There is a slight shift in emphasis from language around data rights – typically used to frame sound data governance, to embed community within narratives and practices. When data campaigning that advocates for people to have more control over the purposes to which ‘their’ data will be put is framed around data as owned and with rights, it can miss the relational aspect of data. Much of the language of data rights is enshrined in data protection legislation in obligations like purpose limitation, data minimisation, the right to be forgotten etc. Though a conversation about the extent to which an economic and legal lexicon around stable, classifiable, ownable and valuable ‘personal data’ is compatible with a relational concept of data, and emerging ideas about relational ethics, remains.

Connected by data’s mission to put communities at the centre of data practices, and foreground relational impacts from data use, is also reflected in the enormous range of work around more localised community-centred data arrangements that place emphasis on collective agency in determining collection and purposes (which comprises initiatives around personal and non-personal data).
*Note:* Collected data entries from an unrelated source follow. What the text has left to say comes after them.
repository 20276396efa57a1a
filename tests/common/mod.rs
#![allow(dead_code)]

pub mod mocks;
pub mod test_utils;
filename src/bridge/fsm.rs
use super::types::InferenceResult;
use crate::{Error, Result};
use tracing::{debug, warn};
use uuid::Uuid;

// Call states
#[derive(Debug, Clone, Copy, PartialEq, Eq)]
pub enum CallState {
    Pending,
    Succeeded,
    Failed,
    TimedOut,
}

// Call events
#[derive(Debug, Clone, Copy, PartialEq, Eq)]
pub enum CallEvent {
    Completed,
    Failed,
    DeadlineElapsed,
}

impl From<&InferenceResult> for CallEvent {
    fn from(result: &InferenceResult) -> Self {
        match result {
            InferenceResult::Success { .. } => Self::Completed,
            InferenceResult::Failure { .. } => Self::Failed,
        }
    }
}

/// Lifecycle of a single bridge call. The first terminal event wins; every
/// later event is rejected.
pub struct CallStateMachine {
    call_id: Uuid,
    state: CallState,
}

impl CallStateMachine {
    pub fn new(call_id: Uuid) -> Self {
        Self {
            call_id,
            state: CallState::Pending,
        }
    }

    pub fn call_id(&self) -> Uuid {
        self.call_id
    }

    pub fn current_state(&self) -> CallState {
        self.state
    }

    pub fn is_terminal(&self) -> bool {
        !matches!(self.state, CallState::Pending)
    }

    pub fn transition(&mut self, event: CallEvent) -> Result<CallState> {
        let new_state = match (self.state, event) {
            (CallState::Pending, CallEvent::Completed) => CallState::Succeeded,
            (CallState::Pending, CallEvent::Failed) => CallState::Failed,
            (CallState::Pending, CallEvent::DeadlineElapsed) => CallState::TimedOut,
            (current, requested) => {
                warn!(
                    call_id = %self.call_id,
                    "Rejected {:?} for call already in {:?}", requested, current
                );
                return Err(Error::InvalidTransition {
                    current: format!("{current:?}"),
                    requested: format!("{requested:?}"),
                });
            }
        };

        debug!(
            call_id = %self.call_id,
            "Call state transition: {:?} -> {:?} (event: {:?})", self.state, new_state, event
        );

        self.state = new_state;
        Ok(new_state)
    }
}
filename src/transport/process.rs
use super::{Interpreter, OutputBuffer, Transport};
use crate::{
    Result,
    bridge::{FailureKind, InferenceRequest, InferenceResult},
    config::ProcessConfig,
};
use async_trait::async_trait;
use std::collections::HashMap;
use std::io;
use std::path::{Path, PathBuf};
use std::process::{ExitStatus, Stdio};
use tokio::io::{AsyncBufReadExt, AsyncRead, AsyncReadExt, BufReader};
use tokio::process::{Child, Command};
use tracing::{debug, error, info, warn};

const READ_CHUNK_SIZE: usize = 4096;

/// Runs the retrieval script once per question: `<interpreter> <script> <prompt>`.
pub struct ProcessTransport {
    interpreter: Interpreter,
    script: PathBuf,
    working_dir: PathBuf,
    env: HashMap<String, String>,
}

impl ProcessTransport {
    pub fn new(config: &ProcessConfig) -> Result<Self> {
        let script = if config.script_path.is_absolute() {
            config.script_path.clone()
        } else {
            std::env::current_dir()?.join(&config.script_path)
        };
        let script = script.canonicalize().unwrap_or(script);
        let working_dir = script
            .parent()
            .map(Path::to_path_buf)
            .unwrap_or_else(|| PathBuf::from("."));

        let interpreter = Interpreter::resolve(&working_dir, config.interpreter.as_deref());

        info!(
            "Interpreter in use: {} ({:?})",
            interpreter.program().display(),
            interpreter.source()
        );
        info!("Script: {}", script.display());
        if !script.is_file() {
            warn!("Script not found at {}", script.display());
        }

        Ok(Self {
            interpreter,
            script,
            working_dir,
            env: config.env.clone(),
        })
    }

    pub fn interpreter(&self) -> &Interpreter {
        &self.interpreter
    }

    pub fn script(&self) -> &Path {
        &self.script
    }

    pub fn working_dir(&self) -> &Path {
        &self.working_dir
    }

    fn command(&self, prompt: &str) -> Command {
        let mut cmd = Command::new(self.interpreter.program());
        cmd.arg(&self.script);
        cmd.arg(prompt);
        cmd.current_dir(&self.working_dir);
        cmd.env("PYTHONIOENCODING", "utf-8");
        for (key, value) in &self.env {
            cmd.env(key, value);
        }
        cmd.stdin(Stdio::null());
        cmd.stdout(Stdio::piped());
        cmd.stderr(Stdio::piped());
        cmd
    }
}

#[async_trait]
impl Transport for ProcessTransport {
    fn name(&self) -> &'static str {
        "process"
    }

    async fn infer(&self, request: &InferenceRequest) -> InferenceResult {
        if !self.script.is_file() {
            error!("Script not found at {}", self.script.display());
            return InferenceResult::failure(
                FailureKind::Spawn,
                format!("script not found: {}", self.script.display()),
            );
        }

        let child = match self.command(&request.prompt()).spawn() {
            Ok(child) => child,
            Err(e) => {
                error!(
                    "Failed to spawn {}: {}",
                    self.interpreter.program().display(),
                    e
                );
                return InferenceResult::failure(
                    FailureKind::Spawn,
                    format!("failed to start interpreter: {}", e),
                );
            }
        };

        let mut child = ChildGuard::new(child);
        debug!("Spawned interpreter process {:?}", child.pid);

        match child.run_to_exit().await {
            Ok(output) => output.into_result(),
            Err(e) => InferenceResult::failure(
                FailureKind::Process,
                format!("failed to read interpreter output: {}", e),
            ),
        }
    }
}

/// Owns the child for the duration of one call. Dropping the guard before
/// the child has been reaped sends it a kill signal.
struct ChildGuard {
    child: Child,
    pid: Option<u32>,
    reaped: bool,
}

impl ChildGuard {
    fn new(child: Child) -> Self {
        let pid = child.id();
        Self {
            child,
            pid,
            reaped: false,
        }
    }

    async fn run_to_exit(&mut self) -> io::Result<ProcessOutput> {
        let stdout = self
            .child
            .stdout
            .take()
            .ok_or_else(|| io::Error::other("stdout was not captured"))?;
        let stderr = self
            .child
            .stderr
            .take()
            .ok_or_else(|| io::Error::other("stderr was not captured"))?;

        let (stdout, stderr) = tokio::try_join!(read_stdout(stdout), read_stderr(stderr))?;
        let status = self.child.wait().await?;
        self.reaped = true;

        debug!("Interpreter process {:?} exited with {}", self.pid, status);

        Ok(ProcessOutput {
            status,
            stdout,
            stderr,
        })
    }
}

impl Drop for ChildGuard {
    fn drop(&mut self) {
        if self.reaped {
            return;
        }
        warn!("Terminating interpreter process {:?}", self.pid);
        if let Err(e) = self.child.start_kill() {
            warn!("Failed to kill interpreter process {:?}: {}", self.pid, e);
        }
    }
}

async fn read_stdout(mut stdout: impl AsyncRead + Unpin) -> io::Result<OutputBuffer> {
    let mut buffer = OutputBuffer::new();
    let mut chunk = [0u8; READ_CHUNK_SIZE];
    loop {
        let n = stdout.read(&mut chunk).await?;
        if n == 0 {
            break;
        }
        debug!(
            "stdout: {}",
            String::from_utf8_lossy(&chunk[..n]).trim_end()
        );
        buffer.append(&chunk[..n]);
    }
    Ok(buffer)
}

// Lossy per line: undecodable diagnostics must not fail the call.
async fn read_stderr(stderr: impl AsyncRead + Unpin) -> io::Result<String> {
    let mut reader = BufReader::new(stderr);
    let mut line = Vec::new();
    let mut collected = String::new();
    loop {
        line.clear();
        if reader.read_until(b'\n', &mut line).await? == 0 {
            break;
        }
        let text = String::from_utf8_lossy(&line);
        debug!("stderr: {}", text.trim_end());
        collected.push_str(&text);
    }
    Ok(collected)
}

struct ProcessOutput {
    status: ExitStatus,
    stdout: OutputBuffer,
    stderr: String,
}

impl ProcessOutput {
    fn into_result(self) -> InferenceResult {
        let status = self.status;
        let stderr = self.stderr;
        let answer = self.stdout.finish();

        if status.success() && !answer.is_empty() {
            return InferenceResult::success(answer);
        }

        error!("Interpreter failed or produced no output ({})", status);
        if !stderr.is_empty() {
            error!("stderr: {}", stderr.trim_end());
        }

        let detail = if status.success() {
            "interpreter produced no output".to_string()
        } else {
            format!("interpreter exited with {}", status)
        };
        InferenceResult::failure(FailureKind::Process, detail)
    }
}
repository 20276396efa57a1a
use cpm_agente::{
    Error,
    bridge::{
        FailureKind, InferenceResult,
        fsm::{CallEvent, CallState, CallStateMachine},
    },
};
use pretty_assertions::assert_eq;
use rstest::rstest;
use uuid::Uuid;

#[test]
fn test_fsm_initial_state() {
    let call_id = Uuid::new_v4();
    let fsm = CallStateMachine::new(call_id);

    assert_eq!(fsm.current_state(), CallState::Pending);
    assert_eq!(fsm.call_id(), call_id);
    assert!(!fsm.is_terminal());
}

#[rstest]
#[case(CallEvent::Completed, CallState::Succeeded)]
#[case(CallEvent::Failed, CallState::Failed)]
#[case(CallEvent::DeadlineElapsed, CallState::TimedOut)]
fn test_pending_reaches_each_terminal_state(#[case] event: CallEvent, #[case] expected: CallState) {
    let mut fsm = CallStateMachine::new(Uuid::new_v4());

    assert_eq!(fsm.transition(event).unwrap(), expected);
    assert_eq!(fsm.current_state(), expected);
    assert!(fsm.is_terminal());
}

#[rstest]
#[case(CallEvent::Completed)]
#[case(CallEvent::Failed)]
#[case(CallEvent::DeadlineElapsed)]
fn test_timed_out_call_rejects_further_events(#[case] late: CallEvent) {
    let mut fsm = CallStateMachine::new(Uuid::new_v4());
    fsm.transition(CallEvent::DeadlineElapsed).unwrap();

    let err = fsm.transition(late).unwrap_err();

    assert!(matches!(err, Error::InvalidTransition { .. }));
    assert_eq!(fsm.current_state(), CallState::TimedOut);
}

#[test]
fn test_succeeded_call_rejects_deadline() {
    let mut fsm = CallStateMachine::new(Uuid::new_v4());
    fsm.transition(CallEvent::Completed).unwrap();

    let err = fsm.transition(CallEvent::DeadlineElapsed).unwrap_err();

    assert_eq!(
        err.to_string(),
        "Invalid call state transition: Succeeded -> DeadlineElapsed"
    );
    assert_eq!(fsm.current_state(), CallState::Succeeded);
}

#[test]
fn test_event_from_result() {
    assert_eq!(
        CallEvent::from(&InferenceResult::success("ok")),
        CallEvent::Completed
    );
    assert_eq!(
        CallEvent::from(&InferenceResult::failure(FailureKind::Spawn, "no python")),
        CallEvent::Failed
    );
}
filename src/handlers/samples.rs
//! Sample data handler

use axum::Json;

use crate::models::features::FeatureVector;

/// GET /sample_data
///
/// Fixed example observations for UI quick-fill; values come from the
/// Algerian forest fires dataset the model was trained on.
pub async fn sample_data() -> Json<Vec<FeatureVector>> {
    Json(samples())
}

fn samples() -> Vec<FeatureVector> {
    vec![
        FeatureVector {
            temperature: 35.0,
            rh: 34.0,
            ws: 17.0,
            rain: 0.0,
            ffmc: 92.2,
            dmc: 23.6,
            dc: 97.3,
            isi: 13.8,
            bui: 29.4,
        },
        FeatureVector {
            temperature: 28.0,
            rh: 67.0,
            ws: 19.0,
            rain: 0.0,
            ffmc: 75.4,
            dmc: 2.9,
            dc: 16.3,
            isi: 2.0,
            bui: 4.0,
        },
        FeatureVector {
            temperature: 39.0,
            rh: 39.0,
            ws: 15.0,
            rain: 0.2,
            ffmc: 89.3,
            dmc: 15.8,
            dc: 35.4,
            isi: 8.2,
            bui: 15.8,
        },
        FeatureVector {
            temperature: 32.0,
            rh: 55.0,
            ws: 14.0,
            rain: 0.0,
            ffmc: 86.2,
            dmc: 8.3,
            dc: 18.4,
            isi: 5.0,
            bui: 8.2,
        },
        FeatureVector {
            temperature: 37.0,
            rh: 55.0,
            ws: 15.0,
            rain: 0.0,
            ffmc: 89.3,
            dmc: 28.3,
            dc: 67.2,
            isi: 8.3,
            bui: 28.3,
        },
    ]
}

#[cfg(test)]
mod tests {
    use super::*;
    use crate::models::features::FEATURE_KEYS;

    #[test]
    fn test_five_samples_with_all_keys() {
        let samples = samples();
        assert_eq!(samples.len(), 5);

        for sample in &samples {
            let value = serde_json::to_value(sample).unwrap();
            let object = value.as_object().unwrap();
            for key in FEATURE_KEYS {
                assert!(object.contains_key(key), "missing key {}", key);
            }
        }
    }
}
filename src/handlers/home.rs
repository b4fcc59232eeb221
//! Static UI page

use axum::response::Html;

const INDEX_HTML: &str = include_str!("../../static/index.html");

pub async fn index() -> Html<&'static str> {
    Html(INDEX_HTML)
}
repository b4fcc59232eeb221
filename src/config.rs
//! Configuration module

use std::env;

/// Application configuration
#[derive(Debug, Clone)]
pub struct Config {
    /// Server port
    pub port: u16,

    /// Path to the serialized feature scaler
    pub scaler_path: String,

    /// Path to the serialized regression model
    pub model_path: String,

    /// Gemini API key (empty = chat unconfigured)
    pub gemini_api_key: String,

    /// Gemini model name
    pub gemini_model: String,

    /// Gemini API base URL
    pub gemini_api_url: String,

    /// Upstream chat call timeout in seconds
    pub chat_timeout_seconds: u64,

    /// Environment (development, production)
    pub environment: String,
}

impl Config {
    /// Load configuration from environment variables
    pub fn from_env() -> Self {
        Self {
            port: env::var("PORT")
                .ok()
                .and_then(|p| p.parse().ok())
                .unwrap_or(5000),

            scaler_path: env::var("SCALER_PATH")
                .unwrap_or_else(|_| "artifacts/scaler.json".to_string()),

            model_path: env::var("MODEL_PATH")
                .unwrap_or_else(|_| "artifacts/ridge_model.json".to_string()),

            gemini_api_key: env::var("GEMINI_API_KEY").unwrap_or_default(),

            gemini_model: env::var("GEMINI_MODEL")
                .unwrap_or_else(|_| "gemini-1.5-flash".to_string()),

            gemini_api_url: env::var("GEMINI_API_URL")
                .unwrap_or_else(|_| "https://generativelanguage.googleapis.com/v1beta".to_string()),

            chat_timeout_seconds: env::var("CHAT_TIMEOUT_SECONDS")
                .ok()
                .and_then(|s| s.parse().ok())
                .unwrap_or(30),

            environment: env::var("ENVIRONMENT")
                .unwrap_or_else(|_| "development".to_string()),
        }
    }

    /// Whether the external chat service has credentials
    pub fn gemini_configured(&self) -> bool {
        !self.gemini_api_key.is_empty()
    }

    /// Check if running in production
    pub fn is_production(&self) -> bool {
        self.environment == "production"
    }
}
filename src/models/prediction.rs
//! Risk classification and prediction response shaping

use serde::Serialize;

/// FWI cutoff separating the two risk buckets. Inclusive on the high side:
/// a score of exactly 6.0 is already HIGH RISK.
pub const RISK_THRESHOLD: f64 = 6.0;

/// Two-valued risk bucket derived from the score.
#[derive(Debug, Clone, Copy, PartialEq, Eq)]
pub enum RiskCategory {
    Danger,
    Safe,
}

/// Fixed presentation hints per category. These are wire-compatibility
/// constants consumed by the UI, not computed risk semantics.
#[derive(Debug)]
pub struct RiskDisplay {
    pub level: &'static str,
    pub color: &'static str,
    pub category: &'static str,
    pub icon: &'static str,
}

const DANGER_DISPLAY: RiskDisplay = RiskDisplay {
    level: "HIGH RISK",
    color: "#FF4444",
    category: "danger",
    icon: "fas fa-exclamation-triangle",
};

const SAFE_DISPLAY: RiskDisplay = RiskDisplay {
    level: "SAFE",
    color: "#44FF88",
    category: "safe",
    icon: "fas fa-check-circle",
};

impl RiskCategory {
    pub fn classify(score: f64) -> Self {
        if score >= RISK_THRESHOLD {
            RiskCategory::Danger
        } else {
            RiskCategory::Safe
        }
    }

    pub fn display(&self) -> &'static RiskDisplay {
        match self {
            RiskCategory::Danger => &DANGER_DISPLAY,
            RiskCategory::Safe => &SAFE_DISPLAY,
        }
    }
}

/// Successful `/predict` payload. Key names match the original wire format
/// the UI was built against.
#[derive(Debug, Clone, Serialize)]
pub struct PredictResponse {
    pub success: bool,
    pub fwi_score: f64,
    pub risk_level: &'static str,
    pub risk_color: &'static str,
    pub risk_category: &'static str,
    pub risk_icon: &'static str,
    pub threshold: f64,
    pub is_high_risk: bool,
}

impl PredictResponse {
    /// Classification runs on the raw score; only the reported score is
    /// rounded for display.
    pub fn from_score(score: f64) -> Self {
        let display = RiskCategory::classify(score).display();

        Self {
            success: true,
            fwi_score: round2(score),
            risk_level: display.level,
            risk_color: display.color,
            risk_category: display.category,
            risk_icon: display.icon,
            threshold: RISK_THRESHOLD,
            is_high_risk: score >= RISK_THRESHOLD,
        }
    }
}

/// Round to 2 decimal places for display.
pub fn round2(v: f64) -> f64 {
    (v * 100.0).round() / 100.0
}
//! Lazy-loaded inference engine
//!
//! Artifacts load on first use and stay resident for the process lifetime.
//! A failed load leaves the cell empty, so the next request retries; a
//! concurrent duplicate load is harmless since loading is idempotent.

use once_cell::sync::OnceCell;
use std::path::PathBuf;

use crate::inference::artifacts::{ArtifactError, FeatureScaler, RidgeModel};
use crate::models::features::FeatureVector;

struct Artifacts {
    scaler: FeatureScaler,
    model: RidgeModel,
}

pub struct InferenceEngine {
    scaler_path: PathBuf,
    model_path: PathBuf,
    artifacts: OnceCell<Artifacts>,
}

impl InferenceEngine {
    pub fn new(scaler_path: impl Into<PathBuf>, model_path: impl Into<PathBuf>) -> Self {
        Self {
            scaler_path: scaler_path.into(),
            model_path: model_path.into(),
            artifacts: OnceCell::new(),
        }
    }

    /// Raw FWI estimate for one observation. Loads the artifacts on first
    /// use; both transforms are pure, so identical input gives identical
    /// output for the process lifetime.
    pub fn predict(&self, features: &FeatureVector) -> Result<f64, ArtifactError> {
        let artifacts = self.artifacts()?;
        let scaled = artifacts.scaler.transform(&features.to_array());
        Ok(artifacts.model.predict(&scaled))
    }

    pub fn scaler_loaded(&self) -> bool {
        self.artifacts.get().is_some()
    }

    pub fn model_loaded(&self) -> bool {
        self.artifacts.get().is_some()
    }

    fn artifacts(&self) -> Result<&Artifacts, ArtifactError> {
        self.artifacts.get_or_try_init(|| {
            let scaler = FeatureScaler::load(&self.scaler_path)?;
            tracing::info!("Scaler loaded from {}", self.scaler_path.display());

            let model = RidgeModel::load(&self.model_path)?;
            tracing::info!("Model loaded from {}", self.model_path.display());

            Ok(Artifacts { scaler, model })
        })
    }
}

#[cfg(test)]
mod tests {
    use super::*;
    use std::fs;
    use tempfile::TempDir;

    const IDENTITY_SCALER: &str =
        r#"{"mean": [0,0,0,0,0,0,0,0,0], "scale": [1,1,1,1,1,1,1,1,1]}"#;

    // Picks out the first feature (temperature), so score == temperature.
    const PASSTHROUGH_MODEL: &str =
        r#"{"coefficients": [1,0,0,0,0,0,0,0,0], "intercept": 0.0}"#;

    fn write_artifacts(dir: &TempDir) -> (PathBuf, PathBuf) {
        let scaler_path = dir.path().join("scaler.json");
        let model_path = dir.path().join("ridge_model.json");
        fs::write(&scaler_path, IDENTITY_SCALER).unwrap();
        fs::write(&model_path, PASSTHROUGH_MODEL).unwrap();
        (scaler_path, model_path)
    }

    fn sample_features(temperature: f64) -> FeatureVector {
        FeatureVector::from_values([temperature, 34.0, 17.0, 0.0, 92.2, 23.6, 97.3, 13.8, 29.4])
    }

    #[test]
    fn test_lazy_load_on_first_predict() {
        let dir = TempDir::new().unwrap();
        let (scaler_path, model_path) = write_artifacts(&dir);
        let engine = InferenceEngine::new(scaler_path, model_path);

        assert!(!engine.scaler_loaded());
        assert!(!engine.model_loaded());

        let score = engine.predict(&sample_features(7.5)).unwrap();
        assert!((score - 7.5).abs() < 1e-12);

        assert!(engine.scaler_loaded());
        assert!(engine.model_loaded());
    }

    #[test]
    fn test_failed_load_is_retryable() {
        let dir = TempDir::new().unwrap();
        let scaler_path = dir.path().join("scaler.json");
        let model_path = dir.path().join("ridge_model.json");
        let engine = InferenceEngine::new(&scaler_path, &model_path);

        assert!(engine.predict(&sample_features(1.0)).is_err());
        assert!(!engine.model_loaded());

        // Artifacts appear after the failed attempt; the next request loads.
        fs::write(&scaler_path, IDENTITY_SCALER).unwrap();
        fs::write(&model_path, PASSTHROUGH_MODEL).unwrap();

        assert!(engine.predict(&sample_features(1.0)).is_ok());
        assert!(engine.model_loaded());
    }

    #[test]
    fn test_predict_is_deterministic() {
        let dir = TempDir::new().unwrap();
        let (scaler_path, model_path) = write_artifacts(&dir);
        let engine = InferenceEngine::new(scaler_path, model_path);

        let features = sample_features(5.99);
        let first = engine.predict(&features).unwrap();
        let second = engine.predict(&features).unwrap();
        assert_eq!(first, second);
    }
}
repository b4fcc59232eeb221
//! Model inference

pub mod artifacts;
pub mod engine;

pub use engine::InferenceEngine;
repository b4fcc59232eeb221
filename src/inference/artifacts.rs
//! Serialized scaler and model artifacts
//!
//! Both artifacts are fitted by the external training pipeline and exported
//! as JSON; this module only loads and applies them.

use ndarray::Array1;
use serde::de::DeserializeOwned;
use serde::Deserialize;
use std::fs;
use std::path::Path;
use thiserror::Error;

use crate::models::features::FEATURE_COUNT;

#[derive(Debug, Error)]
pub enum ArtifactError {
    #[error("failed to read {path}: {source}")]
    Io {
        path: String,
        #[source]
        source: std::io::Error,
    },

    #[error("failed to parse {path}: {source}")]
    Parse {
        path: String,
        #[source]
        source: serde_json::Error,
    },

    #[error("{path} has {actual} dimensions, expected {expected}")]
    DimensionMismatch {
        path: String,
        actual: usize,
        expected: usize,
    },
}

/// Fitted standardization transform: per-dimension `(x - mean) / scale`.
#[derive(Debug, Clone)]
pub struct FeatureScaler {
    mean: Array1<f64>,
    scale: Array1<f64>,
}

#[derive(Deserialize)]
struct ScalerFile {
    mean: Vec<f64>,
    scale: Vec<f64>,
}

impl FeatureScaler {
    pub fn new(mean: Array1<f64>, scale: Array1<f64>) -> Self {
        Self { mean, scale }
    }

    pub fn load(path: &Path) -> Result<Self, ArtifactError> {
        let raw: ScalerFile = read_json(path)?;
        check_dims(path, raw.mean.len())?;
        check_dims(path, raw.scale.len())?;

        Ok(Self::new(Array1::from(raw.mean), Array1::from(raw.scale)))
    }

    pub fn transform(&self, features: &Array1<f64>) -> Array1<f64> {
        (features - &self.mean) / &self.scale
    }
}

/// Fitted ridge regression: `coefficients · x + intercept`.
#[derive(Debug, Clone)]
pub struct RidgeModel {
    coefficients: Array1<f64>,
    intercept: f64,
}

#[derive(Deserialize)]
struct ModelFile {
    coefficients: Vec<f64>,
    intercept: f64,
}

impl RidgeModel {
    pub fn new(coefficients: Array1<f64>, intercept: f64) -> Self {
        Self {
            coefficients,
            intercept,
        }
    }

    pub fn load(path: &Path) -> Result<Self, ArtifactError> {
        let raw: ModelFile = read_json(path)?;
        check_dims(path, raw.coefficients.len())?;

        Ok(Self::new(Array1::from(raw.coefficients), raw.intercept))
    }

    pub fn predict(&self, scaled: &Array1<f64>) -> f64 {
        self.coefficients.dot(scaled) + self.intercept
    }
}

fn read_json<T: DeserializeOwned>(path: &Path) -> Result<T, ArtifactError> {
    let content = fs::read_to_string(path).map_err(|e| ArtifactError::Io {
        path: path.display().to_string(),
        source: e,
    })?;

    serde_json::from_str(&content).map_err(|e| ArtifactError::Parse {
        path: path.display().to_string(),
        source: e,
    })
}

fn check_dims(path: &Path, actual: usize) -> Result<(), ArtifactError> {
    if actual != FEATURE_COUNT {
        return Err(ArtifactError::DimensionMismatch {
            path: path.display().to_string(),
            actual,
            expected: FEATURE_COUNT,
        });
    }
    Ok(())
}
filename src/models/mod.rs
//! Data models

pub mod chat;
pub mod features;
pub mod prediction;

pub use chat::*;
pub use features::*;
pub use prediction::*;
//! FWI prediction handler

use axum::{extract::State, Json};
use serde_json::Value;

use crate::models::features::FeatureVector;
use crate::models::prediction::PredictResponse;
use crate::{AppError, AppResult, AppState};

/// POST /predict
///
/// Accepts the nine feature fields as numbers or numeric strings. Any
/// failure (bad input, artifacts unavailable) comes back as a
/// `{"success": false, "error": ...}` payload.
pub async fn predict(
    State(state): State<AppState>,
    body: Option<Json<Value>>,
) -> AppResult<Json<PredictResponse>> {
    let Json(body) =
        body.ok_or_else(|| AppError::InvalidInput("Invalid JSON body".to_string()))?;

    let features = FeatureVector::from_json(&body)?;
    let score = state.engine.predict(&features)?;

    tracing::debug!("Predicted FWI score {:.2}", score);

    Ok(Json(PredictResponse::from_score(score)))
}
//! HTTP handlers

pub mod chat;
pub mod health;
pub mod home;
pub mod predict;
pub mod samples;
See the work of Aapti Institute’s Data Economy Lab (especially the Data Stewardship Playbook and Data Stewardship Navigator), Mozilla Foundation’s Database of Initiatives: Alternative Data Governance in Practice, the ODI’s’s Data Institutions Register, and Pollicy’s work on data governance and rights.

What ties these examples together is the focus on narrowing the space between the people from whom data is collected and the decision-making processes about the purposes to which that data will be put, often articulated in terms of dimensions of value beyond simply market measures. So considering what the risks of a data economy fueled by anonymised data are could start with recognising that this scenario sets up an opposite force: one that increasingly separates individual and collective decision-making processes from how data is used in practice.

Growing the conversation

It strikes me that some of the consequences of this emergent terrain will start to pull at the saliency of various frameworks for ‘protecting’ data, like conceptual robustness of privacy for example. Moreover, that focused attention will need to be devoted to thinking through how various PETs unfold in practice, with some of the above in mind.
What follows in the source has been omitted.